William Austin Dickinson (1829–1895), usually known by his middle name, was her older brother. He later married Dickinson's most intimate friend, Susan Gilbert, in 1856, and made his home next door to the house in which Emily lived most of her life. Their younger sister, Lavinia Norcross Dickinson (1833–1899), often known as "Vinnie", encouraged the posthumous editing and publishing of her sister's poetry.

Emily Dickinson's posthumous popularity at the turn of the century may have inspired one of her aunts, Kate Dickinson Sweetser, to become a writer.


Poetry and Influence

Emily Dickinson, sometime around 1850- The supposedly second and only other known photo of her. Curators at the Emily Dickinson Museum deny its authenticity.Her poetry is often recognizable at a glance. Her facility with ballad and hymn meter, her extensive use of dashes and unconventional capitalization in her manuscripts, and her idiosyncratic vocabulary and imagery combine to create a unique lyric style.

Although over half of her poems were written during the years of the American Civil War, it bears no overt influence in her poetry. Dickinson toyed briefly with the idea of having her life in her poems published, even asking Thomas Wentworth Higginson, a literary critic, for advice.
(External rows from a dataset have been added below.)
impl Indexer<'_, '_> {
    fn symbol(
        &mut self,
        id: SymbolId,
        name: &str,
        kind: SymbolKind,
        owner: Option<SymbolId>,
        ty: TypeRef,
        location: SourceLocation,
    ) {
        self.table.insert(Symbol {
            id,
            name: name.to_string(),
            kind,
            owner,
            package: self.package.to_vec(),
            ty,
            location,
        });
    }

    fn declaration(&mut self, declaration: &TypedDeclaration, owner: Option<SymbolId>) {
        match declaration {
            TypedDeclaration::Class(class) => self.class(class, owner, false),
            TypedDeclaration::Function(function) => self.function(function, owner),
            TypedDeclaration::Property(property) => self.property(property, owner),
            TypedDeclaration::Constructor(ctor) => self.constructor(ctor, owner),
            TypedDeclaration::AnonymousInitializer(init) => {
                self.symbol(
                    init.symbol_id,
                    "<init-block>",
                    SymbolKind::AnonymousInitializer,
                    owner,
                    TypeRef::unit(),
                    init.source_location,
                );
                self.block(&init.body, Some(init.symbol_id));
            }
            TypedDeclaration::TypeAlias(alias) => {
                self.symbol(
                    alias.symbol_id,
                    &alias.name,
                    SymbolKind::TypeAlias,
                    owner,
                    alias.target.clone(),
                    alias.source_location,
                );
                self.type_parameters(&alias.type_parameters, alias.symbol_id);
                self.table.aliases.insert(
                    alias.symbol_id,
                    AliasInfo {
                        type_parameters: names_of(&alias.type_parameters),
                        target: alias.target.clone(),
                    },
                );
            }
        }
    }

    fn class(&mut self, class: &TypedClass, owner: Option<SymbolId>, is_anonymous: bool) {
        let self_type = TypeRef::Class {
            symbol: class.symbol_id,
            arguments: (0..class.type_parameters.len() as u32)
                .map(|index| TypeRef::TypeParameter {
                    owner: class.symbol_id,
                    index,
                    nullable: false,
                })
                .collect(),
            nullable: false,
        };
        self.symbol(
            class.symbol_id,
            &class.name,
            SymbolKind::Class,
            owner,
            self_type,
            class.source_location,
        );
        self.type_parameters(&class.type_parameters, class.symbol_id);
        self.table.classes.insert(
            class.symbol_id,
            ClassInfo {
                kind: class.kind,
                modality: class.modality,
                is_anonymous,
                type_parameters: names_of(&class.type_parameters),
                supertypes: class.supertypes.clone(),
                members: class.members.iter().map(TypedDeclaration::symbol_id).collect(),
                primary_constructor: class.primary_constructor().map(|ctor| ctor.symbol_id),
            },
        );
        for member in &class.members {
            self.declaration(member, Some(class.symbol_id));
        }
        for annotation in &class.annotations {
            self.annotation(annotation, Some(class.symbol_id));
        }
    }

    fn function(&mut self, function: &TypedFunction, owner: Option<SymbolId>) {
        self.symbol(
            function.symbol_id,
            &function.name,
            SymbolKind::Function,
            owner,
            function.return_type.clone(),
            function.source_location,
        );
        self.type_parameters(&function.type_parameters, function.symbol_id);
        let signature = FunctionSignature {
            type_parameters: names_of(&function.type_parameters),
            parameters: self.parameters(&function.parameters, function.symbol_id),
            return_type: function.return_type.clone(),
            modality: function.modality,
        };
        self.table.signatures.insert(function.symbol_id, signature);
        if let Some(body) = &function.body {
            self.block(body, Some(function.symbol_id));
        }
    }

    fn constructor(&mut self, ctor: &TypedConstructor, owner: Option<SymbolId>) {
        let return_type = owner
            .and_then(|class| self.table.get(class))
            .map(|class| class.ty.clone())
            .unwrap_or(TypeRef::Error);
        self.symbol(
            ctor.symbol_id,
            "<init>",
            SymbolKind::Constructor,
            owner,
            return_type.clone(),
            ctor.source_location,
        );
        self.type_parameters(&ctor.type_parameters, ctor.symbol_id);
        let signature = FunctionSignature {
            type_parameters: names_of(&ctor.type_parameters),
            parameters: self.parameters(&ctor.parameters, ctor.symbol_id),
            return_type,
            modality: Modality::Final,
        };
        self.table.signatures.insert(ctor.symbol_id, signature);
        if let Some(call) = &ctor.delegated_call {
            for argument in &call.arguments {
                self.expression(argument, Some(ctor.symbol_id));
            }
        }
        if let Some(body) = &ctor.body {
            self.block(body, Some(ctor.symbol_id));
        }
    }

    fn property(&mut self, property: &TypedProperty, owner: Option<SymbolId>) {
        self.symbol(
            property.symbol_id,
            &property.name,
            SymbolKind::Property,
            owner,
            property.property_type.clone(),
            property.source_location,
        );
        self.table
            .properties
            .insert(property.symbol_id, PropertyInfo::of(property));
        if let Some(initializer) = &property.initializer {
            self.expression(initializer, Some(property.symbol_id));
        }
        for accessor in property.getter.iter().chain(property.setter.iter()) {
            self.symbol(
                accessor.symbol_id,
                &property.name,
                SymbolKind::Accessor,
                Some(property.symbol_id),
                property.property_type.clone(),
                accessor.source_location,
            );
            if let Some(parameter) = &accessor.parameter {
                self.parameters(std::slice::from_ref(parameter), accessor.symbol_id);
            }
            if let Some(body) = &accessor.body {
                self.block(body, Some(accessor.symbol_id));
            }
        }
    }

    fn type_parameters(&mut self, params: &[TypedTypeParameter], owner: SymbolId) {
        for (index, param) in params.iter().enumerate() {
            self.symbol(
                param.symbol_id,
                &param.name,
                SymbolKind::TypeParameter,
                Some(owner),
                TypeRef::TypeParameter {
                    owner,
                    index: index as u32,
                    nullable: false,
                },
                SourceLocation::unknown(),
            );
        }
    }

    fn parameters(&mut self, params: &[TypedParameter], owner: SymbolId) -> Vec<ParameterInfo> {
        params
            .iter()
            .map(|param| {
                self.symbol(
                    param.symbol_id,
                    &param.name,
                    SymbolKind::Parameter,
                    Some(owner),
                    param.param_type.clone(),
                    param.source_location,
                );
                if let Some(default) = &param.default_value {
                    self.expression(default, Some(owner));
                }
                ParameterInfo {
                    symbol: param.symbol_id,
                    name: param.name.clone(),
                    ty: param.param_type.clone(),
                    has_default: param.default_value.is_some(),
                }
            })
            .collect()
    }

    fn variable(&mut self, variable: &TypedVariable, owner: Option<SymbolId>) {
        self.symbol(
            variable.symbol_id,
            &variable.name,
            SymbolKind::Variable,
            owner,
            variable.var_type.clone(),
            variable.source_location,
        );
        if let Some(initializer) = &variable.initializer {
            self.expression(initializer, owner);
        }
    }

    fn annotation(&mut self, annotation: &TypedAnnotation, owner: Option<SymbolId>) {
        for argument in &annotation.arguments {
            self.expression(argument, owner);
        }
    }

    fn block(&mut self, block: &TypedBlock, owner: Option<SymbolId>) {
        for statement in &block.statements {
            match statement {
                TypedStatement::Variable(variable) => self.variable(variable, owner),
                TypedStatement::Declaration(declaration) => self.declaration(declaration, owner),
                TypedStatement::Expression(expression) => self.expression(expression, owner),
                TypedStatement::Assignment {
                    receiver, value, ..
                } => {
                    if let Some(receiver) = receiver {
                        self.expression(receiver, owner);
                    }
                    self.expression(value, owner);
                }
                TypedStatement::While {
                    condition, body, ..
                }
                | TypedStatement::DoWhile {
                    condition, body, ..
                } => {
                    self.expression(condition, owner);
                    self.block(body, owner);
                }
            }
        }
    }

    fn expression(&mut self, expression: &TypedExpression, owner: Option<SymbolId>) {
        match &expression.kind {
            TypedExpressionKind::Constant(_)
            | TypedExpressionKind::This { .. }
            | TypedExpressionKind::WhenSubject
            | TypedExpressionKind::Else
            | TypedExpressionKind::Break { .. }
            | TypedExpressionKind::Continue { .. } => {}
            TypedExpressionKind::Access { receiver, .. } => {
                if let Some(receiver) = receiver {
                    self.expression(receiver, owner);
                }
            }
            TypedExpressionKind::Call {
                receiver,
                arguments,
                ..
            } => {
                if let Some(receiver) = receiver {
                    self.expression(receiver, owner);
                }
                for argument in arguments {
                    self.expression(argument, owner);
                }
            }
            TypedExpressionKind::When {
                subject,
                subject_variable,
                branches,
            } => {
                if let Some(subject) = subject {
                    self.expression(subject, owner);
                }
                if let Some(variable) = subject_variable {
                    self.variable(variable, owner);
                }
                for branch in branches {
                    self.expression(&branch.condition, owner);
                    self.block(&branch.result, owner);
                }
            }
            TypedExpressionKind::Return { value, .. } => {
                if let Some(value) = value {
                    self.expression(value, owner);
                }
            }
            TypedExpressionKind::Throw { exception } => self.expression(exception, owner),
            TypedExpressionKind::Try {
                body,
                catches,
                finally,
            } => {
                self.block(body, owner);
                for catch in catches {
                    self.variable(&catch.parameter, owner);
                    self.block(&catch.body, owner);
                }
                if let Some(finally) = finally {
                    self.block(finally, owner);
                }
            }
            TypedExpressionKind::Operator { arguments, .. }
            | TypedExpressionKind::StringTemplate { parts: arguments } => {
                for argument in arguments {
                    self.expression(argument, owner);
                }
            }
            TypedExpressionKind::TypeOperator { argument, .. }
            | TypedExpressionKind::ClassLiteral { argument } => self.expression(argument, owner),
            TypedExpressionKind::AnonymousFunction(function) => self.function(function, owner),
            TypedExpressionKind::AnonymousObject(class) => self.class(class, owner, true),
            TypedExpressionKind::Block(block) => self.block(block, owner),
        }
    }
}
Higginson immediately realized the poet's talent, but when he tried to "improve" Dickinson's poems, adapting them to the more florid, romantic style popular at the time, Dickinson quickly lost interest in the project.

By her death (1886), only ten of Dickinson's poems (see: Franklin Edition of the Poems, 1998, App. 1) had been published. Seven of those ten were published in the Springfield Republican. Three posthumous collections in the 1890s established her as a powerful eccentric, but it wasn't until the twentieth century that she was appreciated as a poet.

Dickinson's poetry was collected after her death by Higginson and Mabel Loomis Todd, with Todd initially collecting and organizing the material and Higginson editing. They edited the poems extensively in order to regularize the manuscripts' punctuation and capitalization to late nineteenth-century standards, occasionally rewording poems to reduce Dickinson's obliquity. A volume of Dickinson's Poems was published in Boston in 1890, and became quite popular; by the end of 1892 eleven editions had sold. Poems: Second Series was published in 1891 and ran to five editions by 1893; a third series was published in 1896. Two volumes of Dickinson's letters, heavily edited and selected by Todd (who falsified dates on some of them), were published in 1894.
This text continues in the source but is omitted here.